*** Data provided ***

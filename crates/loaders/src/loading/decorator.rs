//! Builder decorators and named scopes
//!
//! A decorator is the caller's hook into the relation query. Loaders apply
//! it without knowing what it does; its `id` is what tells two decorators
//! apart when loaders are batched.

use std::collections::HashMap;
use std::fmt;
use std::sync::Arc;

use dashmap::DashMap;

use crate::error::{ModelError, ModelResult};
use crate::query::RelationQuery;

/// Signature of a relation query transform
pub type DecorateFn = dyn Fn(RelationQuery) -> RelationQuery + Send + Sync;

/// An identified transform over a relation query
#[derive(Clone)]
pub struct BuilderDecorator {
    id: String,
    decorate: Arc<DecorateFn>,
}

impl BuilderDecorator {
    pub fn new<F>(id: &str, decorate: F) -> Self
    where
        F: Fn(RelationQuery) -> RelationQuery + Send + Sync + 'static,
    {
        Self {
            id: id.to_string(),
            decorate: Arc::new(decorate),
        }
    }

    /// Decorator that leaves the query untouched
    pub fn identity() -> Self {
        Self::new("", |query| query)
    }

    /// Identity used when batching loaders
    pub fn id(&self) -> &str {
        &self.id
    }

    pub fn apply(&self, query: RelationQuery) -> RelationQuery {
        (self.decorate)(query)
    }

    /// Run `self`, then `next`
    pub fn then(self, next: BuilderDecorator) -> Self {
        let id = match (self.id.is_empty(), next.id.is_empty()) {
            (true, _) => next.id.clone(),
            (_, true) => self.id.clone(),
            _ => format!("{}+{}", self.id, next.id),
        };
        let first = self.decorate;
        let second = next.decorate;

        Self {
            id,
            decorate: Arc::new(move |query| second(first(query))),
        }
    }
}

impl Default for BuilderDecorator {
    fn default() -> Self {
        Self::identity()
    }
}

impl fmt::Debug for BuilderDecorator {
    fn fmt(&self, f: &mut fmt::Formatter<'_>) -> fmt::Result {
        f.debug_struct("BuilderDecorator").field("id", &self.id).finish()
    }
}

/// Named, reusable query filters per related table
#[derive(Clone, Default)]
pub struct ScopeRegistry {
    scopes: Arc<DashMap<String, HashMap<String, Arc<DecorateFn>>>>,
}

impl ScopeRegistry {
    pub fn new() -> Self {
        Self::default()
    }

    /// Register a scope for a related table
    pub fn register<F>(&self, table: &str, name: &str, scope: F)
    where
        F: Fn(RelationQuery) -> RelationQuery + Send + Sync + 'static,
    {
        self.scopes
            .entry(table.to_string())
            .or_default()
            .insert(name.to_string(), Arc::new(scope));
    }

    pub fn has_scope(&self, table: &str, name: &str) -> bool {
        self.scopes
            .get(table)
            .map(|scopes| scopes.contains_key(name))
            .unwrap_or(false)
    }

    /// Compose the named scopes, in order, into one decorator
    pub fn decorator(&self, table: &str, names: &[String]) -> ModelResult<BuilderDecorator> {
        if names.is_empty() {
            return Ok(BuilderDecorator::identity());
        }

        let mut chain: Vec<Arc<DecorateFn>> = Vec::with_capacity(names.len());
        {
            let scopes = self.scopes.get(table);
            for name in names {
                let scope = scopes
                    .as_ref()
                    .and_then(|scopes| scopes.get(name))
                    .ok_or_else(|| {
                        ModelError::Definition(format!(
                            "Scope '{}' is not defined for '{}'",
                            name, table
                        ))
                    })?;
                chain.push(scope.clone());
            }
        }

        let id = format!("scopes:{}", names.join(","));
        Ok(BuilderDecorator::new(&id, move |query| {
            chain.iter().fold(query, |query, scope| scope(query))
        }))
    }
}

impl fmt::Debug for ScopeRegistry {
    fn fmt(&self, f: &mut fmt::Formatter<'_>) -> fmt::Result {
        let tables: Vec<String> = self.scopes.iter().map(|entry| entry.key().clone()).collect();
        f.debug_struct("ScopeRegistry").field("tables", &tables).finish()
    }
}

#[cfg(test)]
mod tests {
    use super::*;
    use crate::query::QueryOperator;

    #[test]
    fn test_identity() {
        let query = BuilderDecorator::identity().apply(RelationQuery::new("tasks"));
        assert!(query.conditions().is_empty());
        assert_eq!(BuilderDecorator::default().id(), "");
    }

    #[test]
    fn test_then_composes_in_order() {
        let completed = BuilderDecorator::new("completed", |q| q.where_not_null("completed_at"));
        let urgent = BuilderDecorator::new("urgent", |q| q.where_gt("priority", 3));

        let both = completed.then(urgent);
        assert_eq!(both.id(), "completed+urgent");

        let query = both.apply(RelationQuery::new("tasks"));
        assert_eq!(query.conditions()[0].operator, QueryOperator::IsNotNull);
        assert_eq!(query.conditions()[1].operator, QueryOperator::GreaterThan);

        let only = BuilderDecorator::identity().then(BuilderDecorator::new("x", |q| q));
        assert_eq!(only.id(), "x");
    }

    #[test]
    fn test_scope_registry() {
        let scopes = ScopeRegistry::new();
        scopes.register("tasks", "completed", |q| q.where_not_null("completed_at"));
        scopes.register("tasks", "urgent", |q| q.where_gt("priority", 3));

        assert!(scopes.has_scope("tasks", "completed"));
        assert!(!scopes.has_scope("posts", "completed"));

        let decorator = scopes
            .decorator("tasks", &["completed".to_string(), "urgent".to_string()])
            .unwrap();
        assert_eq!(decorator.id(), "scopes:completed,urgent");
        assert_eq!(decorator.apply(RelationQuery::new("tasks")).conditions().len(), 2);

        let none = scopes.decorator("tasks", &[]).unwrap();
        assert_eq!(none.id(), "");
    }

    #[test]
    fn test_unknown_scope() {
        let scopes = ScopeRegistry::new();
        let err = scopes
            .decorator("tasks", &["archived".to_string()])
            .unwrap_err();
        assert_eq!(
            err,
            ModelError::Definition("Scope 'archived' is not defined for 'tasks'".to_string())
        );
    }
}
//! The relation query handed to builder decorators
//!
//! A decorator receives the query over the related table and returns it
//! with extra conditions. Loaders never look inside; stores render or
//! evaluate the collected conditions.

use serde_json::Value;

use super::types::{QueryOperator, WhereCondition};

/// Conditions applied to a relation's rows before they are aggregated
#[derive(Debug, Clone, PartialEq)]
pub struct RelationQuery {
    table: String,
    conditions: Vec<WhereCondition>,
}

impl RelationQuery {
    /// Start an unconstrained query over the related table
    pub fn new(table: &str) -> Self {
        Self {
            table: table.to_string(),
            conditions: Vec::new(),
        }
    }

    pub fn table(&self) -> &str {
        &self.table
    }

    pub fn conditions(&self) -> &[WhereCondition] {
        &self.conditions
    }

    pub fn into_conditions(self) -> Vec<WhereCondition> {
        self.conditions
    }

    fn push(mut self, condition: WhereCondition) -> Self {
        self.conditions.push(condition);
        self
    }

    /// Add WHERE condition with equality
    pub fn where_eq<T: Into<Value>>(self, column: &str, value: T) -> Self {
        self.push(WhereCondition::single(column, QueryOperator::Equal, value.into()))
    }

    /// Add WHERE condition with not equal
    pub fn where_ne<T: Into<Value>>(self, column: &str, value: T) -> Self {
        self.push(WhereCondition::single(column, QueryOperator::NotEqual, value.into()))
    }

    /// Add WHERE condition with greater than
    pub fn where_gt<T: Into<Value>>(self, column: &str, value: T) -> Self {
        self.push(WhereCondition::single(column, QueryOperator::GreaterThan, value.into()))
    }

    /// Add WHERE condition with greater than or equal
    pub fn where_gte<T: Into<Value>>(self, column: &str, value: T) -> Self {
        self.push(WhereCondition::single(
            column,
            QueryOperator::GreaterThanOrEqual,
            value.into(),
        ))
    }

    /// Add WHERE condition with less than
    pub fn where_lt<T: Into<Value>>(self, column: &str, value: T) -> Self {
        self.push(WhereCondition::single(column, QueryOperator::LessThan, value.into()))
    }

    /// Add WHERE condition with less than or equal
    pub fn where_lte<T: Into<Value>>(self, column: &str, value: T) -> Self {
        self.push(WhereCondition::single(
            column,
            QueryOperator::LessThanOrEqual,
            value.into(),
        ))
    }

    /// Add WHERE condition with LIKE
    pub fn where_like(self, column: &str, pattern: &str) -> Self {
        self.push(WhereCondition::single(
            column,
            QueryOperator::Like,
            Value::String(pattern.to_string()),
        ))
    }

    /// Add WHERE column IN (...)
    pub fn where_in<T: Into<Value>>(self, column: &str, values: Vec<T>) -> Self {
        let values = values.into_iter().map(Into::into).collect();
        self.push(WhereCondition::list(column, QueryOperator::In, values))
    }

    /// Add WHERE column NOT IN (...)
    pub fn where_not_in<T: Into<Value>>(self, column: &str, values: Vec<T>) -> Self {
        let values = values.into_iter().map(Into::into).collect();
        self.push(WhereCondition::list(column, QueryOperator::NotIn, values))
    }

    /// Add WHERE column BETWEEN low AND high
    pub fn where_between<T: Into<Value>>(self, column: &str, low: T, high: T) -> Self {
        self.push(WhereCondition::list(
            column,
            QueryOperator::Between,
            vec![low.into(), high.into()],
        ))
    }

    /// Add WHERE column IS NULL
    pub fn where_null(self, column: &str) -> Self {
        self.push(WhereCondition::unary(column, QueryOperator::IsNull))
    }

    /// Add WHERE column IS NOT NULL
    pub fn where_not_null(self, column: &str) -> Self {
        self.push(WhereCondition::unary(column, QueryOperator::IsNotNull))
    }
}
//! Query layer: decorator-facing relation query, bulk aggregate requests
//! and their SQL rendering

pub mod aggregate;
pub mod relation_query;
pub mod sql_generation;
pub mod types;

pub use aggregate::{AggregateFunction, AggregateQuery, AggregateRow, RelationJoin};
pub use relation_query::RelationQuery;
pub use sql_generation::{AGGREGATE_COLUMN, MAX_BIND_PARAMS, PARENT_KEY_COLUMN};
pub use types::{QueryOperator, WhereCondition};
//! Loader configuration
//!
//! Values come from `LoaderConfig::default()`, the builder setters, or the
//! environment via [`LoaderConfig::from_env`].

use std::env;

use crate::error::ModelError;
use crate::query::MAX_BIND_PARAMS;

/// Leaves 535 of the statement's bind parameters to scope conditions
const DEFAULT_MAX_PARENT_KEYS: usize = 65_000;

/// Configuration errors
#[derive(Debug, thiserror::Error)]
pub enum ConfigError {
    #[error("Invalid value '{value}' for {field}: expected {expected}")]
    InvalidValue {
        field: String,
        value: String,
        expected: String,
    },

    #[error("Validation failed: {message}")]
    ValidationFailed { message: String },
}

impl From<ConfigError> for ModelError {
    fn from(err: ConfigError) -> Self {
        ModelError::Configuration(err.to_string())
    }
}

/// Configuration for aggregate loading
#[derive(Debug, Clone, PartialEq)]
pub struct LoaderConfig {
    /// Run independent loaders of one batch concurrently
    pub parallel_execution: bool,
    /// Largest number of distinct parent keys a single load may send.
    /// Larger batches fail instead of being split. Scope conditions bind
    /// parameters too; a query over [`MAX_BIND_PARAMS`] in total fails
    /// whatever this limit says.
    pub max_parent_keys: usize,
    /// Emit every rendered aggregate query at debug level; read by
    /// `PgAggregateStore::with_config`
    pub log_queries: bool,
}

impl Default for LoaderConfig {
    fn default() -> Self {
        Self {
            parallel_execution: true,
            max_parent_keys: DEFAULT_MAX_PARENT_KEYS,
            log_queries: false,
        }
    }
}

impl LoaderConfig {
    pub fn new() -> Self {
        Self::default()
    }

    pub fn with_parallel_execution(mut self, parallel: bool) -> Self {
        self.parallel_execution = parallel;
        self
    }

    pub fn with_max_parent_keys(mut self, max: usize) -> Self {
        self.max_parent_keys = max;
        self
    }

    pub fn with_log_queries(mut self, log_queries: bool) -> Self {
        self.log_queries = log_queries;
        self
    }

    /// Load configuration from `ELIF_LOADER_*` environment variables,
    /// falling back to defaults for anything unset
    pub fn from_env() -> Result<Self, ConfigError> {
        let mut config = Self::new();

        if let Ok(value) = env::var("ELIF_LOADER_PARALLEL") {
            config.parallel_execution = parse_bool("ELIF_LOADER_PARALLEL", value)?;
        }

        if let Ok(value) = env::var("ELIF_LOADER_MAX_PARENT_KEYS") {
            config.max_parent_keys = value.parse().map_err(|_| ConfigError::InvalidValue {
                field: "ELIF_LOADER_MAX_PARENT_KEYS".to_string(),
                value,
                expected: "positive integer".to_string(),
            })?;
        }

        if let Ok(value) = env::var("ELIF_LOADER_LOG_QUERIES") {
            config.log_queries = parse_bool("ELIF_LOADER_LOG_QUERIES", value)?;
        }

        config.validate()?;
        Ok(config)
    }

    pub fn validate(&self) -> Result<(), ConfigError> {
        if self.max_parent_keys == 0 {
            return Err(ConfigError::ValidationFailed {
                message: "max_parent_keys must be greater than zero".to_string(),
            });
        }

        if self.max_parent_keys > MAX_BIND_PARAMS {
            return Err(ConfigError::ValidationFailed {
                message: format!(
                    "max_parent_keys must not exceed {} bind parameters",
                    MAX_BIND_PARAMS
                ),
            });
        }

        Ok(())
    }
}

fn parse_bool(field: &str, value: String) -> Result<bool, ConfigError> {
    match value.trim().to_ascii_lowercase().as_str() {
        "1" | "true" | "yes" | "on" => Ok(true),
        "0" | "false" | "no" | "off" => Ok(false),
        _ => Err(ConfigError::InvalidValue {
            field: field.to_string(),
            value,
            expected: "boolean (true/false)".to_string(),
        }),
    }
}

*** End of Data provided ***

Problem to work on - Each line in the material above that mentions the word "finish" must be copied.

Output of the task -
        f.debug_struct("BuilderDecorator").field("id", &self.id).finish()
        f.debug_struct("ScopeRegistry").field("tables", &tables).finish()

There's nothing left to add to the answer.